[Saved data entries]
##########
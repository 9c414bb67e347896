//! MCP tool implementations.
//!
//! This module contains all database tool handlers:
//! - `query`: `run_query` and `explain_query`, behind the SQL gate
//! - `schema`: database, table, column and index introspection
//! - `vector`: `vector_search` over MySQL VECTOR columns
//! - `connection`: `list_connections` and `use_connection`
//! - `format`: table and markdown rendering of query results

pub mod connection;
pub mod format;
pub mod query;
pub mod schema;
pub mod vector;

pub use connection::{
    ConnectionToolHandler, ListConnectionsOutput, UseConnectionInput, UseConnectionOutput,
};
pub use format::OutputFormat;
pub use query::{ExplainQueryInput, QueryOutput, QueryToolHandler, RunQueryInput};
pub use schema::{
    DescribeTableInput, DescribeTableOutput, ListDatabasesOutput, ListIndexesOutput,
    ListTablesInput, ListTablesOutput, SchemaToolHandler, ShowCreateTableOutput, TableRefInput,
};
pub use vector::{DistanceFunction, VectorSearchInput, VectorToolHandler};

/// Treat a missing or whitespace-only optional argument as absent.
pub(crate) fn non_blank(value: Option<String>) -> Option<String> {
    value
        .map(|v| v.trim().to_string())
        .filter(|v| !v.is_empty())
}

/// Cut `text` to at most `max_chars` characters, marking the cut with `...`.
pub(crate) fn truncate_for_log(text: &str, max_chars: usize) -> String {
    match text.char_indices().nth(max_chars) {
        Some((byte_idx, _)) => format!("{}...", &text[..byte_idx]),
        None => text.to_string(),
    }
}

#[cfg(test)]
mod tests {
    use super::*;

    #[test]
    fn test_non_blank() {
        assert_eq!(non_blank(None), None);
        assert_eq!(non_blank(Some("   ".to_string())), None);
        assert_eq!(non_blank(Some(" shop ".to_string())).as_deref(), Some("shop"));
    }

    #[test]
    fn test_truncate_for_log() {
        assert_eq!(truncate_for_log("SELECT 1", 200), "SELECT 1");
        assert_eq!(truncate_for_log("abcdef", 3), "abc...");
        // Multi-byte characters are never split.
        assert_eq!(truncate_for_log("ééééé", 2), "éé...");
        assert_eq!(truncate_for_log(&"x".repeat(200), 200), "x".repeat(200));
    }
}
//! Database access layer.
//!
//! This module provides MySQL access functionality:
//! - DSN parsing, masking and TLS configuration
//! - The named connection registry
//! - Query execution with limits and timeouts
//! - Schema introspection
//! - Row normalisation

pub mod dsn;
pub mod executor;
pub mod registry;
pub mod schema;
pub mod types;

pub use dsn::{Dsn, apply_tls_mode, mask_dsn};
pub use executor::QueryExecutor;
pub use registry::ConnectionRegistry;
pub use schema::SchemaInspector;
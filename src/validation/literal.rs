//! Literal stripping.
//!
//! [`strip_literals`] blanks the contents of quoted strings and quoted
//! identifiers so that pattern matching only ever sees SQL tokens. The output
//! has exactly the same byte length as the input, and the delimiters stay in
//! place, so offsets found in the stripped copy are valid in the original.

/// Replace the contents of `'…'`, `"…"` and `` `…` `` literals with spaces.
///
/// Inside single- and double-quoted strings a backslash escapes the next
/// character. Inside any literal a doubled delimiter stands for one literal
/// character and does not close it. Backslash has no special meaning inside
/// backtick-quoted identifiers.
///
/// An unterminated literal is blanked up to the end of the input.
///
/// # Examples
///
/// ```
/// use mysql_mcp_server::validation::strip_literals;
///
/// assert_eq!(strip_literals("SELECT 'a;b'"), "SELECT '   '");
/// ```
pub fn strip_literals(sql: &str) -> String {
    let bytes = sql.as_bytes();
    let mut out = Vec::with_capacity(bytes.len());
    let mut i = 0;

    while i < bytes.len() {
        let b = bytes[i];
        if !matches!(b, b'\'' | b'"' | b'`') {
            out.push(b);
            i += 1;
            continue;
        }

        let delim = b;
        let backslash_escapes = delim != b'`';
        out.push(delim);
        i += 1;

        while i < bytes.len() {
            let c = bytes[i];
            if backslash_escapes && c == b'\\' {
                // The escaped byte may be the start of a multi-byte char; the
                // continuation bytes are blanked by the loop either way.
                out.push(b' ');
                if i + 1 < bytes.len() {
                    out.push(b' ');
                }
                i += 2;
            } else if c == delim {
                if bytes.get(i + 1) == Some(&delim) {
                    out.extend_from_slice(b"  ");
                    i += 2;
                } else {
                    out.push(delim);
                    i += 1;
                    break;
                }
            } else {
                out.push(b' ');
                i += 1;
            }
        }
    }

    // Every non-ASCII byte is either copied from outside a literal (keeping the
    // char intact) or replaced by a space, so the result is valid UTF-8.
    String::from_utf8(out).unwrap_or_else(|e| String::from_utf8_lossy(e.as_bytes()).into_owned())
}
##########
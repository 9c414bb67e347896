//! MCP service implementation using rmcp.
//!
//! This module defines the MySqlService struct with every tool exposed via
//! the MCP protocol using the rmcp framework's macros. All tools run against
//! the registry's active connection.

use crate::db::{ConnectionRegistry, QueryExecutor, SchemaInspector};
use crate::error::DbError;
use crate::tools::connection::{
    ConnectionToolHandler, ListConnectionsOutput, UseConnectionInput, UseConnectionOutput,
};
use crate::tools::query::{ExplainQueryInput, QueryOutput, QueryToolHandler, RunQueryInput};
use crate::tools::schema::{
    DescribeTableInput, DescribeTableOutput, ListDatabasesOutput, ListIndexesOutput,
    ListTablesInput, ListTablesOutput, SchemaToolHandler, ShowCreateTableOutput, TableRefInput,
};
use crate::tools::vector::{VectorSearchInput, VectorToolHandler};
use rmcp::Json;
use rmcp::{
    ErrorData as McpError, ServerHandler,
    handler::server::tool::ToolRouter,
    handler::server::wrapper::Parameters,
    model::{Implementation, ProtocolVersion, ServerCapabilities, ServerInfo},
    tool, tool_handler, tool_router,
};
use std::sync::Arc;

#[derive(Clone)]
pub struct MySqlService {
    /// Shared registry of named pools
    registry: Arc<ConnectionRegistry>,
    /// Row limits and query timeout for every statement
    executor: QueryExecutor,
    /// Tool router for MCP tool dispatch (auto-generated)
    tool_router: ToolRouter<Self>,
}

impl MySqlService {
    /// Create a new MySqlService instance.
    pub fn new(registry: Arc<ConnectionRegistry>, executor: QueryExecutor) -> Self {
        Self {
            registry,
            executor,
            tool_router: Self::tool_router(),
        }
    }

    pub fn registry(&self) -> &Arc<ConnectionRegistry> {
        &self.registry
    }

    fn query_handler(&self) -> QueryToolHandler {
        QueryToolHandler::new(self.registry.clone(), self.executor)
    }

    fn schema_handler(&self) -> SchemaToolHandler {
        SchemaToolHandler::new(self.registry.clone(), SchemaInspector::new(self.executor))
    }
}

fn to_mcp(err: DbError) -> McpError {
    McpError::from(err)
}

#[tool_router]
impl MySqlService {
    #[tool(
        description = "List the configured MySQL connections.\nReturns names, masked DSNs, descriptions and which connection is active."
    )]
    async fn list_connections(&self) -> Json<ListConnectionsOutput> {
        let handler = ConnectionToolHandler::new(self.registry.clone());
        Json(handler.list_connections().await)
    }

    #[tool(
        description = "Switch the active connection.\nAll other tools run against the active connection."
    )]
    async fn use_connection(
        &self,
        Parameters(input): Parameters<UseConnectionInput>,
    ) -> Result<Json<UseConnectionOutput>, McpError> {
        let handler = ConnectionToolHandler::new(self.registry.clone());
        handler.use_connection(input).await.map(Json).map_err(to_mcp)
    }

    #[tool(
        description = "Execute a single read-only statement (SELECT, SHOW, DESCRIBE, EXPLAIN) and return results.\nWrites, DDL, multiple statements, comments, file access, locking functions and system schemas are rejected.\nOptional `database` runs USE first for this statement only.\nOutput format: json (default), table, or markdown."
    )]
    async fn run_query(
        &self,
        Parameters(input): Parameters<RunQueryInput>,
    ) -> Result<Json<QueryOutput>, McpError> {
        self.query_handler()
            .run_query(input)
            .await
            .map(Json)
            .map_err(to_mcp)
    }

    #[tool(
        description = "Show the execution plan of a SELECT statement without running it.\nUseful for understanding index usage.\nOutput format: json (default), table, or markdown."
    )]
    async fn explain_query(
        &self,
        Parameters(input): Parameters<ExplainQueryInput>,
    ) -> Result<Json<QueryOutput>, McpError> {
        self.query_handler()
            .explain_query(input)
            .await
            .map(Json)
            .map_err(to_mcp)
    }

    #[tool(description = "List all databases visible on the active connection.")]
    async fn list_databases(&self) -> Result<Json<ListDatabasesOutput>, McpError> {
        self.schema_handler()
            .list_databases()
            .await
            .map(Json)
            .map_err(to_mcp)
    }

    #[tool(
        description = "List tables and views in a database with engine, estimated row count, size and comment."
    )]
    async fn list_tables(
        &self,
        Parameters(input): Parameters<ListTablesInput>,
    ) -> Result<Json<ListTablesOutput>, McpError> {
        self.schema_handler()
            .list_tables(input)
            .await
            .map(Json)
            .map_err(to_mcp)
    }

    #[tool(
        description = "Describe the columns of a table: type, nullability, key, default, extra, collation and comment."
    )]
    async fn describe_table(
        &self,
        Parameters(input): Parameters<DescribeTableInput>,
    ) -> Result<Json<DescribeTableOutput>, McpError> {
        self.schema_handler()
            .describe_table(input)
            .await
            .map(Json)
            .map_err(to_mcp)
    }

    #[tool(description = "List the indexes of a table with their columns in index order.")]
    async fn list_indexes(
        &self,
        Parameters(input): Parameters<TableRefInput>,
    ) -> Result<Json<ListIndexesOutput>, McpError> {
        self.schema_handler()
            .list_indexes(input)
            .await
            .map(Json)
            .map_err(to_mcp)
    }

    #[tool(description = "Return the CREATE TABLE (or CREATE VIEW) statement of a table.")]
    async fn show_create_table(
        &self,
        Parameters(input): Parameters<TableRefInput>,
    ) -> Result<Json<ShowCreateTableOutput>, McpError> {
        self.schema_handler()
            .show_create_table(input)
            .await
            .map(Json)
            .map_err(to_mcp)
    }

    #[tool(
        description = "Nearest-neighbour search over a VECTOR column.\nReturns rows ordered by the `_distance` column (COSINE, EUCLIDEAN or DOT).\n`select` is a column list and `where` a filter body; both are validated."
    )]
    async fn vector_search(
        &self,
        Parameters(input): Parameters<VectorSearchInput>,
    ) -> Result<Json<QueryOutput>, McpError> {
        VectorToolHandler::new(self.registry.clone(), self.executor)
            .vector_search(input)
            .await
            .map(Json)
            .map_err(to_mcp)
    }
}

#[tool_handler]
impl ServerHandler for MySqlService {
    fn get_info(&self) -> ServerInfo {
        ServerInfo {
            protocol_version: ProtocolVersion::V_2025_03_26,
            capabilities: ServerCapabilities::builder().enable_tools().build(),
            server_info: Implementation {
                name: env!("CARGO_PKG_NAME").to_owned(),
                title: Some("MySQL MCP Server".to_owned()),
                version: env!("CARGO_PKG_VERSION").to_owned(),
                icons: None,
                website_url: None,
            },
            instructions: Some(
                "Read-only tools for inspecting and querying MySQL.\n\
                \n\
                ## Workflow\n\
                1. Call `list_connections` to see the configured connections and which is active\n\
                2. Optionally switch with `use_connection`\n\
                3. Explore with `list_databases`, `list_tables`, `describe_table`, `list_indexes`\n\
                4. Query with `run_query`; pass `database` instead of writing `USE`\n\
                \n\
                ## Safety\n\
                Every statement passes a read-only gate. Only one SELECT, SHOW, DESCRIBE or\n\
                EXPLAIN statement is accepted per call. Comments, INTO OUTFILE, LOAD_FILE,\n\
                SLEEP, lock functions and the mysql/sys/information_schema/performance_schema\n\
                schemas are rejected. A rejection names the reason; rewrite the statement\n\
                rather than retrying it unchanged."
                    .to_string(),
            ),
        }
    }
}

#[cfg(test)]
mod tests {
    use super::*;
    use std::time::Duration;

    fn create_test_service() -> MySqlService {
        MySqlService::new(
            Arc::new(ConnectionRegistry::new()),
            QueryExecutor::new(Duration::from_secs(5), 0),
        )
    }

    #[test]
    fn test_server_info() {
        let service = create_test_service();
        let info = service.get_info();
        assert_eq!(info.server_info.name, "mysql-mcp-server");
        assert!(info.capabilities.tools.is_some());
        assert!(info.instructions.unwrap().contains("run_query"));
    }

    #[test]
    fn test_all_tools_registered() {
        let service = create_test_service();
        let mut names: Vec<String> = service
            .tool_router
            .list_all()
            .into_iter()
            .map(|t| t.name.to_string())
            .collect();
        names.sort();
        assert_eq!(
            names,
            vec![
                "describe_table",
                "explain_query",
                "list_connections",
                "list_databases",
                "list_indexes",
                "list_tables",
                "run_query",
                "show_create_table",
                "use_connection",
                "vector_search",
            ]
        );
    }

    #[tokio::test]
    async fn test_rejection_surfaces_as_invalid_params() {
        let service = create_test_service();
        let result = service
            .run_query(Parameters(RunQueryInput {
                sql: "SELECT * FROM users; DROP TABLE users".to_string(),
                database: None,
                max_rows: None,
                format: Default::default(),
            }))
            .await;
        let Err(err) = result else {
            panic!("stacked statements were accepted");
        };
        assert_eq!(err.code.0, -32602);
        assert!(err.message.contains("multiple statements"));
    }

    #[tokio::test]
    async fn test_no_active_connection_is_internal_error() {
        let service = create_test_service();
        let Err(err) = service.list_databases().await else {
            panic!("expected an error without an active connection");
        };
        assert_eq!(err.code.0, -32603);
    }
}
##########
Aim of the exercise -
Gather up every line in the data above that contains the word "either", copying each one.

Exercise output -
                // continuation bytes are blanked by the loop either way.
    // Every non-ASCII byte is either copied from outside a literal (keeping the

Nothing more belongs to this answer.